J Neurol Surg B Skull Base 2014; 75 - A273
DOI: 10.1055/s-0034-1370679

Posterior Transposition of the Facial Nerve Using a Modified Transcochlear Approach

Imithri Bodhinayake 1, Alexander I. Evins 1, Malte Ottenhausen 1, Antonio Bernardo 1
  • 1New York, USA

Introduction: The tortuous course of the facial nerve makes it susceptible to iatrogenic injury during resection of skull base lesions or reconstruction following trauma. Familiarity with facial nerve anatomy, including the various vascular contributions along its path allows the surgeon to capitalize on facial nerve re-routing techniques that expand surgical corridors while minimizing the risk of nerve palsy. Within the fallopian segment of the facial nerve epineurium, the lateral aspect is important because it contains a network of fine capillaries and an anastomosis between the proximal blood supply from the petrosal artery and the distal supply from the stylomastoid artery. Posterior re-routing of the facial nerve provides maximum exposure compared with anterior re-routing, but is utilized less frequently given a higher risk of post-operative nerve palsy with standard approaches. We demonstrate a safe technique for posterior re-routing of the facial nerve in the transcochlear approach.

Methods: Initial mastoidectomy, facial nerve dissection and skeletonization of the internal auditory canal were performed as in translabyrinthian approaches on 5 preserved cadaveric heads (10 sides) and in numerous clinical cases of petroclival lesions. To avoid drilling on the vascularized lateral surface of the nerve, bone surrounding the nerve was drilled anteriorly and posteriorly, creating troughs and leaving a bony covering of ∼2 mm. The entire horizontal and descending portions of the nerve were exposed, the remaining bone was gently peeled off and the nerve was elevated inferior-superiorly. The chorda tympani were transected, the tympanic portion of the facial nerve was skeletonized to the geniculate ganglion and the greater superficial petrosal nerve was sectioned at its origin in the ganglion. A dural opening was made over the internal auditory canal, the facial nerve was separated from the vestibulocochlear complex and the eighth nerve was transected.
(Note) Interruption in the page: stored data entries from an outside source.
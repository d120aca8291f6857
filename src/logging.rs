//! Structured logging initialization.
//!
//! restroute itself only emits `tracing` events (initialization banners,
//! reserved-path warnings, handler errors, output validation diagnostics).
//! Applications that do not install their own subscriber can call
//! [`init_logging`] once at startup.
//!
//! ## Environment Variables
//!
//! - `RESTROUTE_LOG_LEVEL` - trace/debug/info/warn/error (default: `info`)
//! - `RESTROUTE_LOG_FORMAT` - `pretty` for colored console output (default) or `json`
//! - `RESTROUTE_LOG_LOCATION` - `true` to include file:line in each line
//! - `RUST_LOG` - full `EnvFilter` directives; takes precedence over the level

use anyhow::{Context, Result};
use std::env;
use tracing::Level;
use tracing_subscriber::layer::SubscriberExt;
use tracing_subscriber::util::SubscriberInitExt;
use tracing_subscriber::{EnvFilter, Layer};

/// Log format: JSON for log shippers, colored console output for development
#[derive(Debug, Clone, Copy, PartialEq, Eq)]
pub enum LogFormat {
    Json,
    Pretty,
}

impl LogFormat {
    pub fn parse(s: &str) -> Self {
        match s.to_lowercase().as_str() {
            "json" => LogFormat::Json,
            _ => LogFormat::Pretty,
        }
    }
}

#[derive(Debug, Clone)]
pub struct LogConfig {
    /// Log level: trace/debug/info/warn/error
    pub log_level: String,
    pub format: LogFormat,
    /// Include file:line location
    pub include_location: bool,
}

impl Default for LogConfig {
    fn default() -> Self {
        Self {
            log_level: "info".to_string(),
            format: LogFormat::Pretty,
            include_location: false,
        }
    }
}

impl LogConfig {
    /// Parse configuration from environment variables with defaults
    pub fn from_env() -> Self {
        Self {
            log_level: env::var("RESTROUTE_LOG_LEVEL").unwrap_or_else(|_| "info".to_string()),
            format: LogFormat::parse(
                &env::var("RESTROUTE_LOG_FORMAT").unwrap_or_else(|_| "pretty".to_string()),
            ),
            include_location: env::var("RESTROUTE_LOG_LOCATION")
                .map(|v| v.eq_ignore_ascii_case("true") || v == "1")
                .unwrap_or(false),
        }
    }

    fn level(&self) -> Level {
        match self.log_level.to_lowercase().as_str() {
            "trace" => Level::TRACE,
            "debug" => Level::DEBUG,
            "warn" => Level::WARN,
            "error" => Level::ERROR,
            _ => Level::INFO,
        }
    }
}

/// Initialize logging from the environment.
///
/// # Example
///
/// ```no_run
/// restroute::logging::init_logging().expect("Failed to initialize logging");
/// ```
pub fn init_logging() -> Result<()> {
    init_logging_with_config(&LogConfig::from_env())
}

/// Initialize logging with an explicit configuration.
///
/// Fails if a global subscriber is already installed.
pub fn init_logging_with_config(config: &LogConfig) -> Result<()> {
    let env_filter = EnvFilter::try_from_default_env()
        .unwrap_or_else(|_| EnvFilter::new(config.level().as_str()));

    let fmt_layer = match config.format {
        LogFormat::Json => tracing_subscriber::fmt::layer()
            .json()
            .with_current_span(true)
            .with_target(true)
            .with_span_list(true)
            .with_file(config.include_location)
            .with_line_number(config.include_location)
            .boxed(),
        LogFormat::Pretty => tracing_subscriber::fmt::layer()
            .with_ansi(true)
            .with_target(true)
            .with_file(config.include_location)
            .with_line_number(config.include_location)
            .boxed(),
    };

    tracing_subscriber::registry()
        .with(env_filter)
        .with(fmt_layer)
        .try_init()
        .context("Failed to initialize logging")?;

    Ok(())
}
Results: After arachnoid dissection, the facial nerve was reflected out of its position in the internal auditory and fallopian canals and transposed posteriorly. It was then retracted away from the surgical field for the remainder of the procedure where the cochlea was removed, the genu of the intrapetrous carotid artery was exposed, the petrous apex was removed and a surgical corridor extending between the inferior and superior petrosal sinuses was created. A T-shaped dural incision, made parallel to the sigmoid sinus and parallel to the inferior petrosal sinus in the perpendicular direction, allowed for routine visualization of cranial nerves V, VII, IX, X, and XI as well as the clivus, bilateral vertebral arteries, and the basilar artery. Drilling along the anterior and posterior aspects of the nerve destabilized it while mitigating the risk of vascular and/or thermal injury. No cases of persistent facial nerve palsy were observed.
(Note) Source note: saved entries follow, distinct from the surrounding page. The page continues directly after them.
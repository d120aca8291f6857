use restroute::config::{ApiConfigOverrides, ConfigChange, ConfigStore};
use restroute::{ApiRequest, Endpoint, MethodHandler};
use serde_json::json;
use std::io::Write;
use std::sync::Arc;

mod common;
mod tracing_util;
use common::{body_json, dev_dispatcher};
use tracing_util::TestTracing;

const INIT: &str = "restroute initialized";
const REINIT: &str = "re-initializing";
const NOT_EXPOSED: &str = "OpenAPI documentation is not exposed";

#[test]
fn test_initialization_is_logged_once() {
    let tracing = TestTracing::init();
    let store = ConfigStore::new();
    let overrides = ApiConfigOverrides::new().with_open_api_json_path("/openapi.json");

    assert_eq!(store.apply(overrides.clone()), ConfigChange::Initialized);
    assert_eq!(store.apply(overrides.clone()), ConfigChange::Unchanged);
    assert_eq!(store.apply(overrides), ConfigChange::Unchanged);

    assert_eq!(tracing.count(INIT), 1);
    assert_eq!(tracing.count(REINIT), 0);
    let event = tracing.find(INIT).unwrap();
    assert_eq!(event.field("open_api_json_path"), Some("/openapi.json"));
}

#[test]
fn test_changed_configuration_is_logged_once() {
    let tracing = TestTracing::init();
    let store = ConfigStore::new();
    store.apply(ApiConfigOverrides::new());

    let changed = ApiConfigOverrides::new().with_open_api_spec(json!({ "info": { "title": "v2" } }));
    assert_eq!(store.apply(changed.clone()), ConfigChange::Reinitialized);
    assert_eq!(store.apply(changed), ConfigChange::Unchanged);

    assert_eq!(tracing.count(INIT), 1);
    assert_eq!(tracing.count(REINIT), 1);
    assert_eq!(store.current().config().info()["title"], "v2");
}

#[test]
fn test_reserved_path_warning_resets_on_change() {
    let tracing = TestTracing::init();
    let store = Arc::new(ConfigStore::new());
    store.apply(ApiConfigOverrides::new().with_expose_open_api_spec(false));
    let dispatcher = dev_dispatcher(&store);

    for _ in 0..3 {
        let res = dispatcher.handle(&ApiRequest::new("GET", "/api"));
        assert_eq!(res.status, 404);
    }
    assert_eq!(tracing.count(NOT_EXPOSED), 1);

    dispatcher.handle(&ApiRequest::new("GET", "/api/openapi.json"));
    assert_eq!(tracing.count(NOT_EXPOSED), 2);

    store.apply(
        ApiConfigOverrides::new()
            .with_expose_open_api_spec(false)
            .with_open_api_spec(json!({ "info": { "title": "changed" } })),
    );
    dispatcher.handle(&ApiRequest::new("GET", "/api"));
    dispatcher.handle(&ApiRequest::new("GET", "/api"));
    assert_eq!(tracing.count(NOT_EXPOSED), 3);
}

#[test]
fn test_dispatcher_sees_latest_configuration() {
    let store = Arc::new(ConfigStore::new());
    let dispatcher = dev_dispatcher(&store);

    assert_eq!(dispatcher.handle(&ApiRequest::new("GET", "/docs")).status, 404);
    assert_eq!(dispatcher.handle(&ApiRequest::new("GET", "/api")).status, 200);

    store.apply(ApiConfigOverrides::new().with_swagger_ui_path("/docs"));
    assert_eq!(dispatcher.handle(&ApiRequest::new("GET", "/docs")).status, 200);
    assert_eq!(dispatcher.handle(&ApiRequest::new("GET", "/api")).status, 404);
}

#[test]
fn test_hidden_docs_leave_user_routes_reachable() {
    let store = Arc::new(ConfigStore::new());
    store.apply(ApiConfigOverrides::new().with_expose_open_api_spec(false));
    let mut dispatcher = dev_dispatcher(&store);
    dispatcher
        .route(
            "/api",
            Endpoint::new().get(MethodHandler::new(|ctx| {
                ctx.res.json(200, json!({ "root": true }));
                Ok(())
            })),
        )
        .unwrap();

    let res = dispatcher.handle(&ApiRequest::new("GET", "/api"));
    assert_eq!(res.status, 200);
    assert_eq!(body_json(&res), json!({ "root": true }));
}

#[test]
fn test_overrides_load_from_file() {
    let mut file = tempfile::Builder::new().suffix(".yaml").tempfile().unwrap();
    writeln!(
        file,
        "openApiSpec:\n  info:\n    title: From file\n  servers:\n    - url: https://api.example.com\nswaggerUiPath: /docs\nexposeOpenApiSpec: true"
    )
    .unwrap();

    let overrides = ApiConfigOverrides::from_path(file.path()).unwrap();
    let store = Arc::new(ConfigStore::new());
    store.apply(overrides);
    let config = store.current();
    assert_eq!(config.config().swagger_ui_path, "/docs");
    assert_eq!(config.config().info()["title"], "From file");

    let dispatcher = dev_dispatcher(&store);
    let doc = dispatcher.openapi();
    assert_eq!(doc.to_json()["servers"][0]["url"], "https://api.example.com");
}

#[test]
fn test_missing_file_is_an_error() {
    let err = ApiConfigOverrides::from_path("/definitely/not/here.yaml").unwrap_err();
    assert!(err.to_string().contains("/definitely/not/here.yaml"));
}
Conclusions: Given the tortuous route of the facial nerve, this technique for transposition of the facial nerve in the transcochlear approach allows for clear identification of petroclival anatomy and preservation of facial nerve function. Posterior re-routing of the facial nerve is a valuable and safe technique that allows for maximal exposure of the clival and petroclival regions.